Alaska has a message for the world.  It may not always be pretty, in fact it’s downright gnarly at times, but there’s truth here.  Truth in that we depend on the land.  Truth in that we learn how to be with one another.  Truth in that we take too much, respect not enough, and are destroying health, balance and peace for a chance at more.  It is more visceral here, as every person, regardless of how comfy cozy or rolling in the dough, is subject to the will of this wild wild place.  And there is a movement for free energy, whispered in the ears and exchanged between neighbors and friends, quietly dismantling dependency and enhancing freedom and the potential of a sustainable future.


Tonight I took a walk on the long dirt roads above the river.  I followed a four-wheeler path onto the tundra, winding through aspen and willow then white spruce, then black spruce and out onto a wide forested tundra.  The path came and went, as did the rain.  The thick tundra brush made visibility a dream, and my hair stood on end with thoughts of moose and bear.  For the first time ever, I prayed I wouldn’t see any wildlife.  Alone on the tundra, no gun, no bear spray, no first aid, and no message of where I’d be to anyone.  Just me and a friendly black dog.  His company was a reprieve and gave me reason to call out once in a while.

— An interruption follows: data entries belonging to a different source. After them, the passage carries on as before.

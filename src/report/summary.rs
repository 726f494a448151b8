//! Training run summary

use std::time::Duration;

use comfy_table::{presets::UTF8_FULL_CONDENSED, Attribute, Cell, Color, Table};
use console::style;

use crate::model::trainer::TrainOutcome;

/// Summary of a full pipeline run, displayed after training completes.
#[derive(Debug, Default)]
pub struct RunSummary {
    pub rows: usize,
    pub columns: usize,
    pub train_rows: usize,
    pub test_rows: usize,
    pub artifact_count: usize,
    pub load_time: Option<Duration>,
    pub eda_time: Option<Duration>,
    pub encode_time: Option<Duration>,
    pub split_time: Option<Duration>,
    pub train_time: Option<Duration>,
}

impl RunSummary {
    pub fn new(rows: usize, columns: usize) -> Self {
        Self {
            rows,
            columns,
            ..Default::default()
        }
    }

    pub fn set_load_time(&mut self, d: Duration) {
        self.load_time = Some(d);
    }

    pub fn set_eda_time(&mut self, d: Duration) {
        self.eda_time = Some(d);
    }

    pub fn set_encode_time(&mut self, d: Duration) {
        self.encode_time = Some(d);
    }

    pub fn set_split_time(&mut self, d: Duration) {
        self.split_time = Some(d);
    }

    pub fn set_train_time(&mut self, d: Duration) {
        self.train_time = Some(d);
    }

    pub fn display(&self, outcome: &TrainOutcome) {
        println!();
        println!(
            "    {} {}",
            style("📋").cyan(),
            style("TRAINING SUMMARY").white().bold()
        );
        println!("    {}", style("─".repeat(50)).dim());
        println!();

        let mut table = Table::new();
        table.load_preset(UTF8_FULL_CONDENSED);
        table.set_header(vec![
            Cell::new("Metric").add_attribute(Attribute::Bold),
            Cell::new("Value").add_attribute(Attribute::Bold),
        ]);

        table.add_row(vec![
            Cell::new("Rows"),
            Cell::new(self.rows),
        ]);
        table.add_row(vec![
            Cell::new("Columns (after encoding)"),
            Cell::new(self.columns),
        ]);
        table.add_row(vec![
            Cell::new("Train rows"),
            Cell::new(self.train_rows),
        ]);
        table.add_row(vec![
            Cell::new("Test rows"),
            Cell::new(self.test_rows),
        ]);

        let depth = match outcome.best_config.max_depth {
            Some(d) => d.to_string(),
            None => "unlimited".to_string(),
        };
        table.add_row(vec![
            Cell::new("Forest (grid winner)"),
            Cell::new(format!(
                "{} trees, depth {}, {}, min leaf {}",
                outcome.best_config.n_estimators,
                depth,
                outcome.best_config.criterion,
                outcome.best_config.min_samples_leaf
            )),
        ]);
        table.add_row(vec![
            Cell::new("Forest CV accuracy"),
            Cell::new(format!("{:.4}", outcome.best_cv_score)).fg(Color::Cyan),
        ]);
        table.add_row(vec![
            Cell::new("Forest test accuracy / AUC"),
            Cell::new(format!(
                "{:.4} / {:.4}",
                outcome.forest.test_accuracy, outcome.forest.auc
            ))
            .fg(Color::Green)
            .add_attribute(Attribute::Bold),
        ]);
        table.add_row(vec![
            Cell::new("Logistic test accuracy / AUC"),
            Cell::new(format!(
                "{:.4} / {:.4}",
                outcome.logistic.test_accuracy, outcome.logistic.auc
            ))
            .fg(Color::Green),
        ]);
        table.add_row(vec![
            Cell::new("Artifacts written"),
            Cell::new(self.artifact_count),
        ]);

        let timings = [
            ("Load", self.load_time),
            ("EDA", self.eda_time),
            ("Encode", self.encode_time),
            ("Split", self.split_time),
            ("Train", self.train_time),
        ];
        for (label, time) in timings {
            if let Some(d) = time {
                table.add_row(vec![
                    Cell::new(format!("{} time", label)),
                    Cell::new(format!("{:.2}s", d.as_secs_f64())),
                ]);
            }
        }

        // Indent the table
        for line in table.to_string().lines() {
            println!("    {}", line);
        }
    }
}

On and on I walked noting special trees and curves in the path.  Remembering where the tracks disappeared and tundra became swamp.  Even so, my heart raced and my body was tense with adrenaline.  No bears.  Just a big sky that opened and closed with the rain and the Russian Mountains at a distance slowly uncloaking from the clouds.  And the tail, upright, of my friendly companion.  I made it back, a newly gained respect for being in wild spaces completely self reliant.  I learned if I move to Alaska, I want a dog, and to learn how to shoot a gun.

That night, as I wrote in my journal on the patio of the Tribal Council, Bunny puppy climbed on my lap and all over my book, clambering for another cracker, David, a community member, drove by and waved, checking on me, and the sun broke through dark heavy rainclouds, lighting up the tundra in gold for one sweet blissful moment.